The primary efficacy endpoint was the maximum percentage reversal of the diluted thrombin time (dTT) or ecarin clotting time (ECT) determined at any point from the end of the first idarucizumab infusion until 4 hours after the second infusion.[6,7] Blood was obtained at baseline, after the first vial of idarucizumab, and then between 10 and 30 minutes and at 1, 2, 4, 12, and 24 hours after the second vial. Clotting assays, including dTT, ECT, thrombin time, activated partial thromboplastin time (aPTT), and unbound dabigatran levels, which were all measured in a central laboratory. Measurement of unbound dabigatran and aPTT have been previously described.[9] The treating physicians were unaware of these results at baseline and throughout the course of care. In parallel, the aPTT was also assessed locally at baseline and at various time points post idarucizumab. A second dose of idarucizumab was permitted if there was recurrent or continued bleeding or surgery was required and there was concurrent objective evidence of a dabigatran anticoagulant effect.
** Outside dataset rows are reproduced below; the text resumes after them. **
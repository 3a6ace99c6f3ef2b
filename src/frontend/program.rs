use std::collections::HashMap;

use super::{
    opcodes, Body, ClassDecl, ClassId, FieldDecl, FieldId, Frontend, InvokeExpr, JType, LocalDecl,
    LocalId, MethodDecl, MethodId, Unit, Value,
};

/// An in-memory program.
/// Front-ends translate their own output into this form; tests build it by hand.
#[derive(Debug, Clone, Default)]
pub struct Program {
    classes: Vec<ClassDecl>,
    methods: Vec<MethodDecl>,
    fields: Vec<FieldDecl>,
    bodies: HashMap<MethodId, Body>,
    class_names: HashMap<String, ClassId>,
}

impl Program {
    pub fn new() -> Self {
        Self::default()
    }

    pub fn add_class(&mut self, name: &str, superclass: Option<ClassId>) -> ClassId {
        self.push_class(ClassDecl {
            name: name.to_owned(),
            superclass,
            interfaces: Vec::new(),
            is_interface: false,
            is_abstract: false,
            methods: Vec::new(),
            fields: Vec::new(),
        })
    }

    pub fn add_interface(&mut self, name: &str, superinterfaces: &[ClassId]) -> ClassId {
        self.push_class(ClassDecl {
            name: name.to_owned(),
            superclass: None,
            interfaces: superinterfaces.to_vec(),
            is_interface: true,
            is_abstract: true,
            methods: Vec::new(),
            fields: Vec::new(),
        })
    }

    pub fn push_class(&mut self, decl: ClassDecl) -> ClassId {
        let id = ClassId(self.classes.len() as u32);
        self.class_names.insert(decl.name.clone(), id);
        self.classes.push(decl);
        id
    }

    pub fn implement(&mut self, class: ClassId, interface: ClassId) {
        self.classes[class.0 as usize].interfaces.push(interface);
    }

    pub fn set_abstract(&mut self, class: ClassId) {
        self.classes[class.0 as usize].is_abstract = true;
    }

    pub fn add_field(&mut self, class: ClassId, name: &str, ty: JType) -> FieldId {
        self.push_field(FieldDecl {
            class,
            name: name.to_owned(),
            ty,
            is_static: false,
        })
    }

    pub fn push_field(&mut self, decl: FieldDecl) -> FieldId {
        let id = FieldId(self.fields.len() as u32);
        self.classes[decl.class.0 as usize].fields.push(id);
        self.fields.push(decl);
        id
    }

    /// Adds a concrete instance method.
    pub fn add_method(
        &mut self,
        class: ClassId,
        name: &str,
        param_types: Vec<JType>,
        return_type: Option<JType>,
    ) -> MethodId {
        self.push_method(MethodDecl {
            class,
            name: name.to_owned(),
            param_types,
            return_type,
            is_static: false,
            is_native: false,
            is_abstract: false,
            is_private: false,
        })
    }

    pub fn add_static_method(
        &mut self,
        class: ClassId,
        name: &str,
        param_types: Vec<JType>,
        return_type: Option<JType>,
    ) -> MethodId {
        self.push_method(MethodDecl {
            class,
            name: name.to_owned(),
            param_types,
            return_type,
            is_static: true,
            is_native: false,
            is_abstract: false,
            is_private: false,
        })
    }

    pub fn push_method(&mut self, decl: MethodDecl) -> MethodId {
        let id = MethodId(self.methods.len() as u32);
        self.classes[decl.class.0 as usize].methods.push(id);
        self.methods.push(decl);
        id
    }

    pub fn method_mut(&mut self, id: MethodId) -> &mut MethodDecl {
        &mut self.methods[id.0 as usize]
    }

    pub fn set_body(&mut self, method: MethodId, body: Body) {
        self.bodies.insert(method, body);
    }

    /// Starts a body for `method` with `this` and parameter locals bound.
    pub fn body_builder(&self, method: MethodId) -> BodyBuilder {
        BodyBuilder::new(self.method(method))
    }
}

impl Frontend for Program {
    fn class(&self, id: ClassId) -> &ClassDecl {
        &self.classes[id.0 as usize]
    }

    fn method(&self, id: MethodId) -> &MethodDecl {
        &self.methods[id.0 as usize]
    }

    fn field(&self, id: FieldId) -> &FieldDecl {
        &self.fields[id.0 as usize]
    }

    fn body(&self, id: MethodId) -> Option<&Body> {
        if self.method(id).has_body() {
            self.bodies.get(&id)
        } else {
            None
        }
    }

    fn class_by_name(&self, name: &str) -> Option<ClassId> {
        self.class_names.get(name).copied()
    }
}

/// Appends units to a method body in order.
pub struct BodyBuilder {
    body: Body,
}

impl BodyBuilder {
    pub fn new(decl: &MethodDecl) -> Self {
        let mut builder = Self {
            body: Body::default(),
        };
        if !decl.is_static {
            let this = builder.local("this", JType::Class(decl.class));
            builder.body.this_local = Some(this);
            builder.body.units.push(Unit::Identity { local: this });
        }
        for (i, ty) in decl.param_types.iter().enumerate() {
            let param = builder.local(&format!("arg{}", i), ty.clone());
            builder.body.param_locals.push(param);
            builder.body.units.push(Unit::Identity { local: param });
        }
        builder
    }

    pub fn local(&mut self, name: &str, ty: JType) -> LocalId {
        let id = LocalId(self.body.locals.len() as u32);
        self.body.locals.push(LocalDecl {
            name: name.to_owned(),
            ty,
        });
        id
    }

    pub fn this(&self) -> Option<LocalId> {
        self.body.this_local
    }

    pub fn param(&self, index: usize) -> LocalId {
        self.body.param_locals[index]
    }

    pub fn unit(&mut self, unit: Unit) -> &mut Self {
        self.body.units.push(unit);
        self
    }

    /// `lhs = new T()`
    pub fn new_object(&mut self, lhs: LocalId, class: ClassId) -> &mut Self {
        self.unit(Unit::Assign {
            lhs: Value::Local(lhs),
            rhs: Value::New(class),
        })
    }

    /// `lhs = rhs`
    pub fn assign(&mut self, lhs: LocalId, rhs: LocalId) -> &mut Self {
        self.unit(Unit::Assign {
            lhs: Value::Local(lhs),
            rhs: Value::Local(rhs),
        })
    }

    /// `lhs = base.field`
    pub fn load(&mut self, lhs: LocalId, base: LocalId, field: FieldId) -> &mut Self {
        self.unit(Unit::Assign {
            lhs: Value::Local(lhs),
            rhs: Value::InstanceField { base, field },
        })
    }

    /// `base.field = rhs`
    pub fn store(&mut self, base: LocalId, field: FieldId, rhs: Value) -> &mut Self {
        self.unit(Unit::Assign {
            lhs: Value::InstanceField { base, field },
            rhs,
        })
    }

    pub fn invoke(
        &mut self,
        lhs: Option<LocalId>,
        opcode: u8,
        method: MethodId,
        base: Option<LocalId>,
        args: Vec<Value>,
    ) -> &mut Self {
        let invoke = InvokeExpr {
            opcode,
            method,
            base: base.map(|b| Box::new(Value::Local(b))),
            args,
        };
        match lhs {
            Some(lhs) => self.unit(Unit::Assign {
                lhs: Value::Local(lhs),
                rhs: Value::Invoke(invoke),
            }),
            None => self.unit(Unit::Invoke(invoke)),
        }
    }

    pub fn invoke_virtual(
        &mut self,
        lhs: Option<LocalId>,
        base: LocalId,
        method: MethodId,
        args: Vec<Value>,
    ) -> &mut Self {
        self.invoke(lhs, opcodes::INVOKEVIRTUAL, method, Some(base), args)
    }

    pub fn invoke_static(
        &mut self,
        lhs: Option<LocalId>,
        method: MethodId,
        args: Vec<Value>,
    ) -> &mut Self {
        self.invoke(lhs, opcodes::INVOKESTATIC, method, None, args)
    }

    pub fn invoke_special(
        &mut self,
        lhs: Option<LocalId>,
        base: LocalId,
        method: MethodId,
        args: Vec<Value>,
    ) -> &mut Self {
        self.invoke(lhs, opcodes::INVOKESPECIAL, method, Some(base), args)
    }

    pub fn ret(&mut self, value: Option<Value>) -> &mut Self {
        self.unit(Unit::Return(value))
    }

    pub fn finish(self) -> Body {
        self.body
    }
}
Clinical endpoints included the time from reversal to surgery or intervention and the extent of hemostasis during the surgery or procedure as assessed by the surgeon or treating physician. Hemostasis was classified as normal or as mildly abnormal (eg, slight oozing), moderately abnormal (eg, controllable bleeding), or severely abnormal (eg, severe refractory hemorrhage). Any postprocedural bleeding within 24 hours was classified according to ISTH criteria as minor, major, life-threatening, or fatal.[10] Rates of thromboembolic events and mortality within 30 days of idarucizumab administration were evaluated. Suspected thrombotic events were adjudicated by an independent committee. Mortality was determined at 5, 30, and 90 days.

Statistical Analysis

No hypothesis testing was done for this study, and all analyses were descriptive in nature. Only patients with an elevated dTT or ECT above the upper limit of normal at study entry were included in the primary endpoint analysis. All patients given idarucizumab were included in the analysis of safety endpoints. The time to surgery or procedure was defined as the time from the beginning of the administration of the first idarucizumab vial to initiation of the intervention. Hemostasis was measured during the intervention and for up to 24 hours postintervention. Continuous data are represented as the median and IQR, unless otherwise stated; categorical data are shown as absolute and relative frequencies.